- **Action item**
The full set of records below is to be reproduced without a single alteration.

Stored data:
====

//! Lure strategies: a stateless predicate pair per variant.
//!
//! A lure answers two questions about a candidate fish, both in the context of
//! whatever is currently hooked: does the candidate want to chase, and does a
//! bite actually hook it. The chaining lures (Small, SmallUpgraded, Medium)
//! only accept the next size class up once something is on the hook, which is
//! the size-ladder combo mechanic; the Large variants are single-catch.

use serde::{Deserialize, Serialize};

use super::fish::{FishDescription, FishModifier, FishSize};

/// The six lure variants a player can own
#[derive(Debug, Clone, Copy, PartialEq, Eq, Serialize, Deserialize)]
pub enum LureKind {
    Basic,
    Small,
    SmallUpgraded,
    Medium,
    Large,
    LargeUpgraded,
}

impl LureKind {
    /// Whether `candidate` is drawn toward the lure, given the hooked fish.
    pub fn attracts(
        &self,
        candidate: &FishDescription,
        hooked: Option<&FishDescription>,
    ) -> bool {
        match self {
            LureKind::Basic | LureKind::Small | LureKind::SmallUpgraded => match hooked {
                None => true,
                Some(h) => candidate.size > h.size,
            },
            LureKind::Medium => match hooked {
                None => candidate.size >= FishSize::Medium,
                Some(h) => candidate.size > h.size,
            },
            LureKind::Large | LureKind::LargeUpgraded => match hooked {
                None => candidate.size >= FishSize::Large,
                Some(h) => candidate.size > h.size,
            },
        }
    }

    /// Whether a bite from `candidate` hooks it, given the hooked fish.
    pub fn bites(&self, candidate: &FishDescription, hooked: Option<&FishDescription>) -> bool {
        match self {
            LureKind::Basic => candidate.size == FishSize::Small,
            LureKind::Small | LureKind::SmallUpgraded => match hooked {
                None => candidate.size == FishSize::Small,
                Some(h) => h.size.next_larger() == Some(candidate.size),
            },
            LureKind::Medium => match hooked {
                None => candidate.size == FishSize::Medium,
                Some(h) => h.size.next_larger() == Some(candidate.size),
            },
            LureKind::Large | LureKind::LargeUpgraded => {
                hooked.is_none() && candidate.size == FishSize::Large
            }
        }
    }

    /// Modifier a successful hook writes onto the fish, if any. The plain
    /// Large lure scuffs its catch; the upgraded small lure grooms it.
    pub fn hook_modifier(&self) -> Option<FishModifier> {
        match self {
            LureKind::Large => Some(FishModifier::Ugly),
            LureKind::SmallUpgraded => Some(FishModifier::Beautiful),
            _ => None,
        }
    }

    pub fn name(&self) -> &'static str {
        match self {
            LureKind::Basic => "Basic",
            LureKind::Small => "Small",
            LureKind::SmallUpgraded => "Small+",
            LureKind::Medium => "Medium",
            LureKind::Large => "Large",
            LureKind::LargeUpgraded => "Large+",
        }
    }
}

#[cfg(test)]
mod tests {
    use super::*;
    use crate::sim::fish::FishRarity;

    fn fish(size: FishSize) -> FishDescription {
        FishDescription::new(size, FishRarity::Common, FishModifier::Typical)
    }

    #[test]
    fn test_basic_attracts_anything_when_free() {
        let lure = LureKind::Basic;
        for size in [
            FishSize::Small,
            FishSize::Medium,
            FishSize::Large,
            FishSize::VeryLarge,
        ] {
            assert!(lure.attracts(&fish(size), None));
        }
    }

    #[test]
    fn test_basic_attracts_only_larger_when_occupied() {
        let lure = LureKind::Basic;
        let hooked = fish(FishSize::Medium);
        assert!(!lure.attracts(&fish(FishSize::Small), Some(&hooked)));
        assert!(!lure.attracts(&fish(FishSize::Medium), Some(&hooked)));
        assert!(lure.attracts(&fish(FishSize::Large), Some(&hooked)));
    }

    #[test]
    fn test_basic_hooks_only_small() {
        let lure = LureKind::Basic;
        assert!(lure.bites(&fish(FishSize::Small), None));
        assert!(!lure.bites(&fish(FishSize::Medium), None));
        // rule ignores the hook state: a small bite always lands
        assert!(lure.bites(&fish(FishSize::Small), Some(&fish(FishSize::Small))));
    }

    #[test]
    fn test_small_lure_chains_one_size_up() {
        let lure = LureKind::Small;
        assert!(lure.bites(&fish(FishSize::Small), None));
        assert!(!lure.bites(&fish(FishSize::Medium), None));

        let hooked = fish(FishSize::Small);
        assert!(lure.bites(&fish(FishSize::Medium), Some(&hooked)));
        assert!(!lure.bites(&fish(FishSize::Small), Some(&hooked)));
        assert!(!lure.bites(&fish(FishSize::Large), Some(&hooked)));
    }

    #[test]
    fn test_medium_lure_snubs_small_fish() {
        let lure = LureKind::Medium;
        assert!(!lure.attracts(&fish(FishSize::Small), None));
        assert!(lure.attracts(&fish(FishSize::Medium), None));
        assert!(lure.bites(&fish(FishSize::Medium), None));
        assert!(!lure.bites(&fish(FishSize::Small), None));

        let hooked = fish(FishSize::Medium);
        assert!(lure.bites(&fish(FishSize::Large), Some(&hooked)));
        assert!(!lure.bites(&fish(FishSize::VeryLarge), Some(&hooked)));
    }

    #[test]
    fn test_large_lures_are_single_catch() {
        for lure in [LureKind::Large, LureKind::LargeUpgraded] {
            assert!(lure.bites(&fish(FishSize::Large), None));
            assert!(!lure.bites(&fish(FishSize::VeryLarge), None));
            // occupied hook refuses everything
            let hooked = fish(FishSize::Large);
            assert!(!lure.bites(&fish(FishSize::VeryLarge), Some(&hooked)));
        }
    }

    #[test]
    fn test_chain_tops_out_at_very_large() {
        let lure = LureKind::Small;
        let hooked = fish(FishSize::VeryLarge);
        for size in [
            FishSize::Small,
            FishSize::Medium,
            FishSize::Large,
            FishSize::VeryLarge,
        ] {
            assert!(!lure.bites(&fish(size), Some(&hooked)));
        }
    }

    #[test]
    fn test_hook_modifiers() {
        assert_eq!(LureKind::Large.hook_modifier(), Some(FishModifier::Ugly));
        assert_eq!(
            LureKind::SmallUpgraded.hook_modifier(),
            Some(FishModifier::Beautiful)
        );
        assert_eq!(LureKind::LargeUpgraded.hook_modifier(), None);
        assert_eq!(LureKind::Basic.hook_modifier(), None);
    }

    #[test]
    fn test_upgraded_variants_share_base_predicates() {
        let small = fish(FishSize::Small);
        let medium = fish(FishSize::Medium);
        for (candidate, hooked) in [(&small, None), (&medium, Some(&small))] {
            assert_eq!(
                LureKind::Small.bites(candidate, hooked),
                LureKind::SmallUpgraded.bites(candidate, hooked)
            );
            assert_eq!(
                LureKind::Small.attracts(candidate, hooked),
                LureKind::SmallUpgraded.attracts(candidate, hooked)
            );
        }
    }
}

====

- **Result below**
//! Lure strategies: a stateless predicate pair per variant.
//!
//! A lure answers two questions about a candidate fish, both in the context of
//! whatever is currently hooked: does the candidate want to chase, and does a
//! bite actually hook it. The chaining lures (Small, SmallUpgraded, Medium)
//! only accept the next size class up once something is on the hook, which is
//! the size-ladder combo mechanic; the Large variants are single-catch.

use serde::{Deserialize, Serialize};

use super::fish::{FishDescription, FishModifier, FishSize};

/// The six lure variants a player can own
#[derive(Debug, Clone, Copy, PartialEq, Eq, Serialize, Deserialize)]
pub enum LureKind {
    Basic,
    Small,
    SmallUpgraded,
    Medium,
    Large,
    LargeUpgraded,
}

impl LureKind {
    /// Whether `candidate` is drawn toward the lure, given the hooked fish.
    pub fn attracts(
        &self,
        candidate: &FishDescription,
        hooked: Option<&FishDescription>,
    ) -> bool {
        match self {
            LureKind::Basic | LureKind::Small | LureKind::SmallUpgraded => match hooked {
                None => true,
                Some(h) => candidate.size > h.size,
            },
            LureKind::Medium => match hooked {
                None => candidate.size >= FishSize::Medium,
                Some(h) => candidate.size > h.size,
            },
            LureKind::Large | LureKind::LargeUpgraded => match hooked {
                None => candidate.size >= FishSize::Large,
                Some(h) => candidate.size > h.size,
            },
        }
    }

    /// Whether a bite from `candidate` hooks it, given the hooked fish.
    pub fn bites(&self, candidate: &FishDescription, hooked: Option<&FishDescription>) -> bool {
        match self {
            LureKind::Basic => candidate.size == FishSize::Small,
            LureKind::Small | LureKind::SmallUpgraded => match hooked {
                None => candidate.size == FishSize::Small,
                Some(h) => h.size.next_larger() == Some(candidate.size),
            },
            LureKind::Medium => match hooked {
                None => candidate.size == FishSize::Medium,
                Some(h) => h.size.next_larger() == Some(candidate.size),
            },
            LureKind::Large | LureKind::LargeUpgraded => {
                hooked.is_none() && candidate.size == FishSize::Large
            }
        }
    }

    /// Modifier a successful hook writes onto the fish, if any. The plain
    /// Large lure scuffs its catch; the upgraded small lure grooms it.
    pub fn hook_modifier(&self) -> Option<FishModifier> {
        match self {
            LureKind::Large => Some(FishModifier::Ugly),
            LureKind::SmallUpgraded => Some(FishModifier::Beautiful),
            _ => None,
        }
    }

    pub fn name(&self) -> &'static str {
        match self {
            LureKind::Basic => "Basic",
            LureKind::Small => "Small",
            LureKind::SmallUpgraded => "Small+",
            LureKind::Medium => "Medium",
            LureKind::Large => "Large",
            LureKind::LargeUpgraded => "Large+",
        }
    }
}

#[cfg(test)]
mod tests {
    use super::*;
    use crate::sim::fish::FishRarity;

    fn fish(size: FishSize) -> FishDescription {
        FishDescription::new(size, FishRarity::Common, FishModifier::Typical)
    }

    #[test]
    fn test_basic_attracts_anything_when_free() {
        let lure = LureKind::Basic;
        for size in [
            FishSize::Small,
            FishSize::Medium,
            FishSize::Large,
            FishSize::VeryLarge,
        ] {
            assert!(lure.attracts(&fish(size), None));
        }
    }

    #[test]
    fn test_basic_attracts_only_larger_when_occupied() {
        let lure = LureKind::Basic;
        let hooked = fish(FishSize::Medium);
        assert!(!lure.attracts(&fish(FishSize::Small), Some(&hooked)));
        assert!(!lure.attracts(&fish(FishSize::Medium), Some(&hooked)));
        assert!(lure.attracts(&fish(FishSize::Large), Some(&hooked)));
    }

    #[test]
    fn test_basic_hooks_only_small() {
        let lure = LureKind::Basic;
        assert!(lure.bites(&fish(FishSize::Small), None));
        assert!(!lure.bites(&fish(FishSize::Medium), None));
        // rule ignores the hook state: a small bite always lands
        assert!(lure.bites(&fish(FishSize::Small), Some(&fish(FishSize::Small))));
    }

    #[test]
    fn test_small_lure_chains_one_size_up() {
        let lure = LureKind::Small;
        assert!(lure.bites(&fish(FishSize::Small), None));
        assert!(!lure.bites(&fish(FishSize::Medium), None));

        let hooked = fish(FishSize::Small);
        assert!(lure.bites(&fish(FishSize::Medium), Some(&hooked)));
        assert!(!lure.bites(&fish(FishSize::Small), Some(&hooked)));
        assert!(!lure.bites(&fish(FishSize::Large), Some(&hooked)));
    }

    #[test]
    fn test_medium_lure_snubs_small_fish() {
        let lure = LureKind::Medium;
        assert!(!lure.attracts(&fish(FishSize::Small), None));
        assert!(lure.attracts(&fish(FishSize::Medium), None));
        assert!(lure.bites(&fish(FishSize::Medium), None));
        assert!(!lure.bites(&fish(FishSize::Small), None));

        let hooked = fish(FishSize::Medium);
        assert!(lure.bites(&fish(FishSize::Large), Some(&hooked)));
        assert!(!lure.bites(&fish(FishSize::VeryLarge), Some(&hooked)));
    }

    #[test]
    fn test_large_lures_are_single_catch() {
        for lure in [LureKind::Large, LureKind::LargeUpgraded] {
            assert!(lure.bites(&fish(FishSize::Large), None));
            assert!(!lure.bites(&fish(FishSize::VeryLarge), None));
            // occupied hook refuses everything
            let hooked = fish(FishSize::Large);
            assert!(!lure.bites(&fish(FishSize::VeryLarge), Some(&hooked)));
        }
    }

    #[test]
    fn test_chain_tops_out_at_very_large() {
        let lure = LureKind::Small;
        let hooked = fish(FishSize::VeryLarge);
        for size in [
            FishSize::Small,
            FishSize::Medium,
            FishSize::Large,
            FishSize::VeryLarge,
        ] {
            assert!(!lure.bites(&fish(size), Some(&hooked)));
        }
    }

    #[test]
    fn test_hook_modifiers() {
        assert_eq!(LureKind::Large.hook_modifier(), Some(FishModifier::Ugly));
        assert_eq!(
            LureKind::SmallUpgraded.hook_modifier(),
            Some(FishModifier::Beautiful)
        );
        assert_eq!(LureKind::LargeUpgraded.hook_modifier(), None);
        assert_eq!(LureKind::Basic.hook_modifier(), None);
    }

    #[test]
    fn test_upgraded_variants_share_base_predicates() {
        let small = fish(FishSize::Small);
        let medium = fish(FishSize::Medium);
        for (candidate, hooked) in [(&small, None), (&medium, Some(&small))] {
            assert_eq!(
                LureKind::Small.bites(candidate, hooked),
                LureKind::SmallUpgraded.bites(candidate, hooked)
            );
            assert_eq!(
                LureKind::Small.attracts(candidate, hooked),
                LureKind::SmallUpgraded.attracts(candidate, hooked)
            );
        }
    }
}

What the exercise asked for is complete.